Q: I’m having trouble with decline bench press (midrange position for chest). I get 10 reps on my first work set and eight on the second. I’ve tried to do X-Rep partials at the end of the second set, pulsing below the midpoint, but I was too weak. I didn’t have any strength left to do X Reps. Is there something I’m doing wrong? Why am I weak at that point? Also, on some exercises, I fail at 10 reps on the first set and then can barely do six reps on the second. Is that normal?
A: X Reps are difficult for different people on different exercises. It depends on individual neuromuscular efficiency in each specific target muscle. You may have that type of weakness in your pecs or one of the synergist muscles (triceps or front delts on press moves) if you struggle with decline bench press…

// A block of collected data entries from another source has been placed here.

impl PacketBuffer {
    /// Both sizes must be powers of two with `start_size <= max_size`.
    pub fn new(clock: Arc<dyn Clock>, start_size: usize, max_size: usize) -> Self {
        debug_assert!(start_size.is_power_of_two() && max_size.is_power_of_two());
        debug_assert!(start_size <= max_size);
        Self {
            clock,
            max_size,
            buffer: (0..start_size).map(|_| None).collect(),
            seq_num_unwrapper: SequenceNumberUnwrapper::new(),
            first_seq_num: 0,
            first_packet_received: false,
            is_cleared_to_first_seq_num: false,
            last_received_packet_ms: None,
            last_received_keyframe_packet_ms: None,
            last_received_keyframe_rtp_timestamp: None,
        }
    }

    pub fn insert_packet(&mut self, mut packet: Packet) -> InsertResult {
        let seq_num = self.seq_num_unwrapper.unwrap(packet.seq_num);
        packet.unwrapped_seq_num = seq_num;
        let mut result = InsertResult {
            seq_num,
            ..Default::default()
        };

        if !self.first_packet_received {
            self.first_seq_num = seq_num;
            self.first_packet_received = true;
        } else if seq_num < self.first_seq_num {
            if self.is_cleared_to_first_seq_num {
                log::trace!("Dropping packet {seq_num}, buffer is cleared past it");
                return result;
            }
            self.first_seq_num = seq_num;
        }

        let mut index = self.index_of(seq_num);
        if let Some(slot) = &self.buffer[index] {
            if slot.packet.unwrapped_seq_num == seq_num {
                log::trace!("Duplicate packet {seq_num} ignored");
                return result;
            }
            while self.expand_buffer_size() && self.buffer[self.index_of(seq_num)].is_some() {}
            index = self.index_of(seq_num);
            if self.buffer[index].is_some() {
                log::warn!("Clear PacketBuffer and request key frame");
                self.clear();
                result.buffer_cleared = true;
                return result;
            }
        }

        let now_ms = self.clock.now_ms();
        self.last_received_packet_ms = Some(now_ms);
        if packet.is_keyframe()
            || self.last_received_keyframe_rtp_timestamp == Some(packet.timestamp)
        {
            self.last_received_keyframe_packet_ms = Some(now_ms);
            self.last_received_keyframe_rtp_timestamp = Some(packet.timestamp);
        }

        self.buffer[index] = Some(Slot {
            packet,
            continuous: false,
        });
        result.packets = self.find_frames(seq_num);
        result
    }

    /// A padding packet carries no media, but the sequence number after it may
    /// now start a complete frame.
    pub fn insert_padding(&mut self, seq_num: u16) -> InsertResult {
        let seq_num = self.seq_num_unwrapper.unwrap(seq_num);
        InsertResult {
            seq_num,
            packets: self.find_frames(seq_num + 1),
            buffer_cleared: false,
        }
    }

    /// Forgets every packet with an unwrapped sequence number at or before `seq_num`.
    pub fn clear_to(&mut self, seq_num: i64) {
        if self.is_cleared_to_first_seq_num && self.first_seq_num > seq_num {
            return;
        }
        if !self.first_packet_received {
            return;
        }

        let clear_before = seq_num + 1;
        let diff = clear_before - self.first_seq_num;
        if diff > 0 {
            let iterations = (diff as usize).min(self.buffer.len());
            for i in 0..iterations {
                let index = self.index_of(self.first_seq_num + i as i64);
                let stale = matches!(
                    &self.buffer[index],
                    Some(slot) if slot.packet.unwrapped_seq_num < clear_before
                );
                if stale {
                    self.buffer[index] = None;
                }
            }
        }
        self.first_seq_num = clear_before;
        self.is_cleared_to_first_seq_num = true;
    }

    /// Drops all packets. The unwrapper keeps its history so that sequence
    /// numbers stay comparable across the reset.
    pub fn clear(&mut self) {
        let dropped = self.len();
        for slot in self.buffer.iter_mut() {
            *slot = None;
        }
        self.first_packet_received = false;
        self.is_cleared_to_first_seq_num = false;
        self.last_received_packet_ms = None;
        self.last_received_keyframe_packet_ms = None;
        self.last_received_keyframe_rtp_timestamp = None;
        log::debug!("Cleared {dropped} packets from PacketBuffer");
    }

    /// Current number of slots.
    pub fn size(&self) -> usize {
        self.buffer.len()
    }

    /// Number of buffered packets.
    pub fn len(&self) -> usize {
        self.buffer.iter().filter(|slot| slot.is_some()).count()
    }

    pub fn is_empty(&self) -> bool {
        self.buffer.iter().all(|slot| slot.is_none())
    }

    pub fn last_received_packet_ms(&self) -> Option<i64> {
        self.last_received_packet_ms
    }

    pub fn last_received_keyframe_packet_ms(&self) -> Option<i64> {
        self.last_received_keyframe_packet_ms
    }

    fn index_of(&self, seq_num: i64) -> usize {
        seq_num.rem_euclid(self.buffer.len() as i64) as usize
    }

    fn expand_buffer_size(&mut self) -> bool {
        let size = self.buffer.len();
        if size == self.max_size {
            log::warn!(
                "PacketBuffer is already at max size ({}), failed to increase size",
                self.max_size
            );
            return false;
        }
        let new_size = (2 * size).min(self.max_size);
        let old_buffer = std::mem::take(&mut self.buffer);
        self.buffer = (0..new_size).map(|_| None).collect();
        for slot in old_buffer.into_iter().flatten() {
            let index = self.index_of(slot.packet.unwrapped_seq_num);
            self.buffer[index] = Some(slot);
        }
        log::debug!("PacketBuffer size expanded to {new_size}");
        true
    }

    fn slot(&self, seq_num: i64) -> Option<&Slot> {
        self.buffer[self.index_of(seq_num)]
            .as_ref()
            .filter(|slot| slot.packet.unwrapped_seq_num == seq_num)
    }

    fn potential_new_frame(&self, seq_num: i64) -> bool {
        let Some(entry) = self.slot(seq_num) else {
            return false;
        };
        if entry.packet.is_first_packet_in_frame() {
            return true;
        }
        match self.slot(seq_num - 1) {
            Some(prev) => prev.continuous && prev.packet.timestamp == entry.packet.timestamp,
            None => false,
        }
    }

    fn find_frames(&mut self, mut seq_num: i64) -> Vec<Packet> {
        let mut found_packets = Vec::new();
        for _ in 0..self.buffer.len() {
            if !self.potential_new_frame(seq_num) {
                break;
            }
            let index = self.index_of(seq_num);
            let Some(slot) = self.buffer[index].as_mut() else {
                break;
            };
            slot.continuous = true;

            if slot.packet.is_last_packet_in_frame() {
                let mut start_seq_num = seq_num;
                let mut tested_packets = 1;
                while tested_packets < self.buffer.len() {
                    match self.slot(start_seq_num) {
                        Some(start) if !start.packet.is_first_packet_in_frame() => {
                            start_seq_num -= 1;
                            tested_packets += 1;
                        }
                        _ => break,
                    }
                }
                for frame_seq_num in start_seq_num..=seq_num {
                    let index = self.index_of(frame_seq_num);
                    if let Some(slot) = self.buffer[index].take() {
                        found_packets.push(slot.packet);
                    }
                }
            }
            seq_num += 1;
        }
        found_packets
    }
}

If you can’t pulse with X Reps, do a single static hold at the X Spot for as long as possible—six to 10 seconds. That’s the next best thing.
Is a significant rep differential on set 2 normal? It can be. Once again, it depends on the neuromuscular efficiency and fiber makeup of the particular muscle or muscles you’re training. On some exercises, your reps may go 10, 6; on others they may go 10, 9. And some people get more reps on their second set than the first.
For example, Jonathan’s reps will go 8, 10 on some exercises—probably because his fast-twitch-fiber-oriented muscles need that first work set as additional warmup and nervous system priming to fire properly. When that happens, he usually does a third work set for growth-fiber-activation insurance.
Just do as many reps as you can on each work set. If the decrease on the second set is too severe, you may want to reduce the weight to stay in the hypertrophic zone—9 to 12—although if you can do enough X Reps on the second lower-rep set, you can extend the tension time enough to reach that hypertrophic-time zone—more than 25 seconds.